# Task details
In the listing below, locate the line that contains "for this instance." and the line that contains "pub const fn pin(n: u8)". Restate word for word those two lines and every line between them, and nothing else.

# Source information

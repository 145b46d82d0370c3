//! Task input loading
//!
//! Task lists arrive as JSON, JSONL (one record per line) or YAML, either as
//! a bare list or wrapped in a request envelope:
//!
//! ```json
//! {"tasks": [{"id": 1, "title": "Ship it"}], "strategy": "deadline"}
//! ```
//!
//! Records are passed on untouched; the analyzer does all coercion.

use std::fs;
use std::io::{self, Read};
use std::path::{Path, PathBuf};

use serde_json::Value;
use thiserror::Error;

#[derive(Debug, Error)]
pub enum InputError {
    #[error("Failed to read {path}: {source}")]
    Read {
        path: PathBuf,
        #[source]
        source: io::Error,
    },

    #[error("Failed to read stdin: {0}")]
    Stdin(#[source] io::Error),

    #[error("Invalid JSON: {0}")]
    Json(#[from] serde_json::Error),

    #[error("Invalid JSON at line {line}: {source}")]
    JsonLine {
        line: usize,
        #[source]
        source: serde_json::Error,
    },

    #[error("Invalid YAML: {0}")]
    Yaml(#[from] serde_yaml::Error),

    #[error("Expected a list of tasks or an object with a `tasks` list, got {0}")]
    UnexpectedShape(&'static str),
}

/// Document format of a task list
#[derive(Debug, Clone, Copy, PartialEq, Eq, Default, clap::ValueEnum)]
pub enum InputFormat {
    #[default]
    Json,
    Jsonl,
    Yaml,
}

impl InputFormat {
    /// Guesses the format from a file extension, defaulting to JSON
    pub fn from_path(path: &Path) -> Self {
        match path.extension().and_then(|ext| ext.to_str()) {
            Some("jsonl") | Some("ndjson") => InputFormat::Jsonl,
            Some("yaml") | Some("yml") => InputFormat::Yaml,
            _ => InputFormat::Json,
        }
    }
}

/// A loaded task list
#[derive(Debug, Clone, Default, PartialEq)]
pub struct TaskInput {
    /// Raw task records in input order
    pub tasks: Vec<Value>,

    /// Strategy named by the envelope, if any
    pub strategy: Option<String>,
}

impl TaskInput {
    /// Reads a task list from a file, or from stdin when `path` is `None` or `-`
    pub fn read(path: Option<&Path>, format: Option<InputFormat>) -> Result<Self, InputError> {
        match path.filter(|p| p.as_os_str() != "-") {
            Some(path) => {
                let content = fs::read_to_string(path).map_err(|source| InputError::Read {
                    path: path.to_path_buf(),
                    source,
                })?;
                let format = format.unwrap_or_else(|| InputFormat::from_path(path));
                Self::parse(&content, format)
            }
            None => {
                let mut content = String::new();
                io::stdin()
                    .read_to_string(&mut content)
                    .map_err(InputError::Stdin)?;
                Self::parse(&content, format.unwrap_or_default())
            }
        }
    }

    /// Parses a document in the given format
    pub fn parse(content: &str, format: InputFormat) -> Result<Self, InputError> {
        match format {
            InputFormat::Json => Self::from_value(serde_json::from_str(content)?),
            InputFormat::Yaml => Self::from_value(serde_yaml::from_str(content)?),
            InputFormat::Jsonl => {
                let mut tasks = Vec::new();
                for (line_num, line) in content.lines().enumerate() {
                    if line.trim().is_empty() {
                        continue;
                    }
                    let task = serde_json::from_str(line).map_err(|source| {
                        InputError::JsonLine {
                            line: line_num + 1,
                            source,
                        }
                    })?;
                    tasks.push(task);
                }
                Ok(Self {
                    tasks,
                    strategy: None,
                })
            }
        }
    }

    /// Accepts a bare list or a `{"tasks": [...], "strategy": "..."}` envelope
    pub fn from_value(value: Value) -> Result<Self, InputError> {
        match value {
            Value::Array(tasks) => Ok(Self {
                tasks,
                strategy: None,
            }),
            Value::Object(mut envelope) => {
                let strategy = envelope
                    .get("strategy")
                    .and_then(Value::as_str)
                    .map(str::to_string);
                let tasks = match envelope.remove("tasks") {
                    None => Vec::new(),
                    Some(Value::Array(tasks)) => tasks,
                    Some(other) => return Err(InputError::UnexpectedShape(kind(&other))),
                };
                Ok(Self { tasks, strategy })
            }
            other => Err(InputError::UnexpectedShape(kind(&other))),
        }
    }
}

fn kind(value: &Value) -> &'static str {
    match value {
        Value::Null => "null",
        Value::Bool(_) => "a boolean",
        Value::Number(_) => "a number",
        Value::String(_) => "a string",
        Value::Array(_) => "a list",
        Value::Object(_) => "an object",
    }
}

#[cfg(test)]
mod tests {
    use super::*;
    use serde_json::json;
    use tempfile::TempDir;

    #[test]
    fn bare_json_list() {
        let input = TaskInput::parse(r#"[{"id": 1}, {"id": 2}]"#, InputFormat::Json).unwrap();
        assert_eq!(input.tasks.len(), 2);
        assert!(input.strategy.is_none());
    }

    #[test]
    fn json_envelope() {
        let input = TaskInput::parse(
            r#"{"tasks": [{"id": 1}], "strategy": "fastest"}"#,
            InputFormat::Json,
        )
        .unwrap();
        assert_eq!(input.tasks, vec![json!({"id": 1})]);
        assert_eq!(input.strategy.as_deref(), Some("fastest"));
    }

    #[test]
    fn envelope_without_tasks_is_empty() {
        let input = TaskInput::parse(r#"{"strategy": "impact"}"#, InputFormat::Json).unwrap();
        assert!(input.tasks.is_empty());
    }

    #[test]
    fn non_list_documents_are_rejected() {
        assert!(matches!(
            TaskInput::parse("42", InputFormat::Json),
            Err(InputError::UnexpectedShape("a number"))
        ));
        assert!(matches!(
            TaskInput::parse(r#"{"tasks": "all"}"#, InputFormat::Json),
            Err(InputError::UnexpectedShape("a string"))
        ));
    }

    #[test]
    fn malformed_json() {
        assert!(matches!(
            TaskInput::parse("[{", InputFormat::Json),
            Err(InputError::Json(_))
        ));
    }

    #[test]
    fn jsonl_skips_blank_lines() {
        let content = "{\"id\": 1}\n\n{\"id\": 2, \"dependencies\": [1]}\n";
        let input = TaskInput::parse(content, InputFormat::Jsonl).unwrap();
        assert_eq!(input.tasks.len(), 2);
    }

    #[test]
    fn jsonl_reports_line_numbers() {
        let content = "{\"id\": 1}\nnot json\n";
        match TaskInput::parse(content, InputFormat::Jsonl) {
            Err(InputError::JsonLine { line, .. }) => assert_eq!(line, 2),
            other => panic!("unexpected result: {:?}", other),
        }
    }

    #[test]
    fn yaml_list() {
        let content = r#"
- id: 1
  title: Write report
  due_date: 2025-01-20
  importance: 8
  dependencies: [2]
- id: 2
  title: Gather data
"#;
        let input = TaskInput::parse(content, InputFormat::Yaml).unwrap();
        assert_eq!(input.tasks.len(), 2);
        assert_eq!(input.tasks[0]["due_date"], json!("2025-01-20"));
        assert_eq!(input.tasks[0]["dependencies"], json!([2]));
    }

    #[test]
    fn format_from_extension() {
        assert_eq!(InputFormat::from_path(Path::new("t.jsonl")), InputFormat::Jsonl);
        assert_eq!(InputFormat::from_path(Path::new("t.yml")), InputFormat::Yaml);
        assert_eq!(InputFormat::from_path(Path::new("t.yaml")), InputFormat::Yaml);
        assert_eq!(InputFormat::from_path(Path::new("t.json")), InputFormat::Json);
        assert_eq!(InputFormat::from_path(Path::new("tasks")), InputFormat::Json);
    }

    #[test]
    fn read_from_file() {
        let dir = TempDir::new().unwrap();
        let path = dir.path().join("tasks.yaml");
        fs::write(&path, "tasks:\n  - id: a\nstrategy: deadline\n").unwrap();

        let input = TaskInput::read(Some(&path), None).unwrap();
        assert_eq!(input.tasks, vec![json!({"id": "a"})]);
        assert_eq!(input.strategy.as_deref(), Some("deadline"));
    }

    #[test]
    fn missing_file() {
        let dir = TempDir::new().unwrap();
        let path = dir.path().join("nope.json");
        assert!(matches!(
            TaskInput::read(Some(&path), None),
            Err(InputError::Read { .. })
        ));
    }
}
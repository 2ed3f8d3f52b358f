//! PWM binding entries.
//!
//! A PWM device exposes a fixed number of channel slots. A slot is either
//! wired to a pin or left unconnected; the sum type makes the driver layer's
//! handling exhaustive, so an unconnected slot can never be mistaken for a
//! real pin and mux-configured.

use core::fmt;
use core::fmt::Write;

use heapless::String;

use crate::device::Tcc;
use crate::gpio::{Mux, Pin, PinMux};

/// One PWM channel slot.
#[derive(Debug, Clone, Copy, PartialEq, Eq)]
pub enum PwmChannel {
    /// Slot wired to a pin, driving the given waveform-output channel.
    Connected { out: PinMux, channel: u8 },
    /// Slot left unwired; skipped by hardware configuration.
    Unconnected,
}

impl PwmChannel {
    pub const fn connected(pin: Pin, mux: Mux, channel: u8) -> Self {
        assert!(channel < 8, "TCC waveform outputs are numbered 0..8");
        PwmChannel::Connected {
            out: PinMux::new(pin, mux),
            channel,
        }
    }

    pub const fn is_connected(self) -> bool {
        matches!(self, PwmChannel::Connected { .. })
    }

    /// Text form: `ch1=PA07:E`, or `nc` for an unwired slot.
    pub fn parse(s: &str) -> Option<Self> {
        if s == "nc" {
            return Some(PwmChannel::Unconnected);
        }
        let (channel, out) = s.strip_prefix("ch")?.split_once('=')?;
        let channel: u8 = channel.parse().ok()?;
        if channel >= 8 {
            return None;
        }
        Some(PwmChannel::Connected {
            out: PinMux::parse(out)?,
            channel,
        })
    }
}

impl fmt::Display for PwmChannel {
    fn fmt(&self, f: &mut fmt::Formatter<'_>) -> fmt::Result {
        match self {
            PwmChannel::Connected { out, channel } => write!(f, "ch{channel}={out}"),
            PwmChannel::Unconnected => write!(f, "nc"),
        }
    }
}

#[cfg(feature = "defmt")]
impl defmt::Format for PwmChannel {
    fn format(&self, fmt: defmt::Formatter) {
        match self {
            PwmChannel::Connected { out, channel } => {
                defmt::write!(fmt, "ch{}={}:{}", channel, out.pin, out.mux.function());
            }
            PwmChannel::Unconnected => defmt::write!(fmt, "nc"),
        }
    }
}

/// One PWM device binding: the TCC instance and its channel slots.
#[derive(Debug, Clone, Copy, PartialEq, Eq)]
pub struct PwmConf<const N: usize> {
    pub dev: Tcc,
    pub channels: [PwmChannel; N],
}

impl<const N: usize> PwmConf<N> {
    /// Builds an entry, rejecting two slots claiming the same waveform
    /// output at build time when evaluated in const context.
    pub const fn new(dev: Tcc, channels: [PwmChannel; N]) -> Self {
        let mut i = 0;
        while i < N {
            if let PwmChannel::Connected { channel: a, .. } = channels[i] {
                let mut j = i + 1;
                while j < N {
                    if let PwmChannel::Connected { channel: b, .. } = channels[j] {
                        assert!(a != b, "two slots claim the same waveform output");
                    }
                    j += 1;
                }
            }
            i += 1;
        }
        Self { dev, channels }
    }

    /// The wired slots only, as (routing, waveform output) pairs. This is
    /// the iteration a driver uses for mux configuration.
    pub fn connected(&self) -> impl Iterator<Item = (PinMux, u8)> + '_ {
        self.channels.iter().filter_map(|slot| match slot {
            PwmChannel::Connected { out, channel } => Some((*out, *channel)),
            PwmChannel::Unconnected => None,
        })
    }

    /// Number of channel slots, wired or not.
    pub const fn slots(&self) -> usize {
        N
    }

    /// Human-readable single-line form, e.g. `tcc0 nc ch1=PA07:E`.
    pub fn encode(&self) -> String<96> {
        let mut out = String::new();
        write!(out, "{}", self.dev).unwrap();
        for slot in &self.channels {
            write!(out, " {slot}").unwrap();
        }
        out
    }

    /// Parses the `encode` form; requires exactly `N` slot tokens.
    pub fn parse(s: &str) -> Option<Self> {
        let mut fields = s.split(' ');
        let dev = Tcc::parse(fields.next()?)?;
        let mut channels = [PwmChannel::Unconnected; N];
        for slot in channels.iter_mut() {
            *slot = PwmChannel::parse(fields.next()?)?;
        }
        if fields.next().is_some() {
            return None;
        }
        let mut i = 0;
        while i < N {
            if let PwmChannel::Connected { channel: a, .. } = channels[i] {
                let mut j = i + 1;
                while j < N {
                    if let PwmChannel::Connected { channel: b, .. } = channels[j] {
                        if a == b {
                            return None;
                        }
                    }
                    j += 1;
                }
            }
            i += 1;
        }
        Some(Self { dev, channels })
    }
}
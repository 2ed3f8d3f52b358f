//! I2C configuration. Boards in this family expose a single bus, so this is
//! one record rather than a table.

use crate::device::Sercom;
use crate::gpio::PinMux;

#[derive(Debug, Clone, Copy, PartialEq, Eq)]
pub struct I2cConf {
    pub dev: Sercom,
    pub sda: PinMux,
    pub scl: PinMux,
    pub irq_prio: u8,
}

impl I2cConf {
    pub const fn new(dev: Sercom, sda: PinMux, scl: PinMux, irq_prio: u8) -> Self {
        assert!(!sda.pin.same(scl.pin), "SDA and SCL routed to the same pin");
        Self {
            dev,
            sda,
            scl,
            irq_prio,
        }
    }

    /// GCLK channel feeding the bus core clock.
    pub const fn gclk_core_id(self) -> u8 {
        self.dev.gclk_core_id()
    }

    /// GCLK channel feeding the shared slow clock.
    pub const fn gclk_slow_id(self) -> u8 {
        Sercom::GCLK_SLOW_ID
    }

    /// Vector symbol the driver layer must define for this instance.
    pub const fn isr(self) -> &'static str {
        self.dev.isr()
    }
}
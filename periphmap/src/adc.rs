//! ADC binding entries.
//!
//! The channel table's order is the externally visible channel numbering:
//! logical channel 0 is the first entry, and application-facing labels like
//! "A0" rely on that ordering alone.

use core::fmt;
use core::fmt::Write;

use heapless::String;

use crate::clock::GclkSource;
use crate::gpio::Pin;

/// ADC register block base address.
pub const ADC_ADDR: u32 = 0x4200_4000;
/// NVIC line of the ADC result/overrun interrupts.
pub const ADC_IRQN: u8 = 23;

/// Positive input multiplexer position (INPUTCTRL.MUXPOS), restricted to the
/// external AIN pins.
#[derive(Debug, Clone, Copy, PartialEq, Eq)]
pub struct MuxPos(u8);

impl MuxPos {
    pub const fn pin(n: u8) -> Self {
        assert!(n < 20, "AIN inputs are numbered 0..20");
        MuxPos(n)
    }

    pub const fn value(self) -> u8 {
        self.0
    }

    pub fn parse(s: &str) -> Option<Self> {
        let digits = s.strip_prefix("pin")?;
        if !digits.bytes().all(|b| b.is_ascii_digit()) {
            return None;
        }
        let n: u8 = digits.parse().ok()?;
        if n >= 20 {
            return None;
        }
        Some(MuxPos(n))
    }
}

impl fmt::Display for MuxPos {
    fn fmt(&self, f: &mut fmt::Formatter<'_>) -> fmt::Result {
        write!(f, "pin{}", self.0)
    }
}

/// One logical analog channel: the pin and its input multiplexer position.
/// The pin's mux function is always B (analog), so it is not recorded.
#[derive(Debug, Clone, Copy, PartialEq, Eq)]
pub struct AdcChanConf {
    pub pin: Pin,
    pub muxpos: MuxPos,
}

impl AdcChanConf {
    pub const fn new(pin: Pin, muxpos: MuxPos) -> Self {
        Self { pin, muxpos }
    }

    /// Human-readable form, e.g. `PA02@pin0`.
    pub fn encode(&self) -> String<16> {
        let mut out = String::new();
        write!(out, "{}@{}", self.pin, self.muxpos).unwrap();
        out
    }

    pub fn parse(s: &str) -> Option<Self> {
        let (pin, muxpos) = s.split_once('@')?;
        Some(Self {
            pin: Pin::parse(pin)?,
            muxpos: MuxPos::parse(muxpos)?,
        })
    }
}

/// Sampling clock prescaler (CTRLB.PRESCALER).
#[derive(Debug, Clone, Copy, PartialEq, Eq)]
pub enum AdcPrescaler {
    Div4,
    Div8,
    Div16,
    Div32,
    Div64,
    Div128,
    Div256,
    Div512,
}

impl AdcPrescaler {
    pub const fn value(self) -> u8 {
        self as u8
    }
}

/// Negative input selection (INPUTCTRL.MUXNEG) for single-ended operation.
#[derive(Debug, Clone, Copy, PartialEq, Eq)]
pub enum AdcNegInput {
    Gnd,
    IoGnd,
}

/// Gain stage setting (INPUTCTRL.GAIN).
#[derive(Debug, Clone, Copy, PartialEq, Eq)]
pub enum AdcGain {
    X1,
    X2,
    X4,
    X8,
    X16,
    Div2,
}

/// Reference voltage selection (REFCTRL.REFSEL).
#[derive(Debug, Clone, Copy, PartialEq, Eq)]
pub enum AdcReference {
    Int1V,
    IntVcc0,
    IntVcc1,
    ExtA,
    ExtB,
}

/// Instance-wide ADC settings shared by every channel in the table.
#[derive(Debug, Clone, Copy, PartialEq, Eq)]
pub struct AdcCommon {
    pub gclk_src: GclkSource,
    pub prescaler: AdcPrescaler,
    pub neg_input: AdcNegInput,
    pub gain: AdcGain,
    pub reference: AdcReference,
}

# Written answer
    /// Vector symbol the driver layer must define for this instance.
    pub const fn isr(self) -> &'static str {
        self.dev.isr()
    }
}
filename periphmap/src/adc.rs
//! ADC binding entries.
//!
//! The channel table's order is the externally visible channel numbering:
//! logical channel 0 is the first entry, and application-facing labels like
//! "A0" rely on that ordering alone.

use core::fmt;
use core::fmt::Write;

use heapless::String;

use crate::clock::GclkSource;
use crate::gpio::Pin;

/// ADC register block base address.
pub const ADC_ADDR: u32 = 0x4200_4000;
/// NVIC line of the ADC result/overrun interrupts.
pub const ADC_IRQN: u8 = 23;

/// Positive input multiplexer position (INPUTCTRL.MUXPOS), restricted to the
/// external AIN pins.
#[derive(Debug, Clone, Copy, PartialEq, Eq)]
pub struct MuxPos(u8);

impl MuxPos {
    pub const fn pin(n: u8) -> Self {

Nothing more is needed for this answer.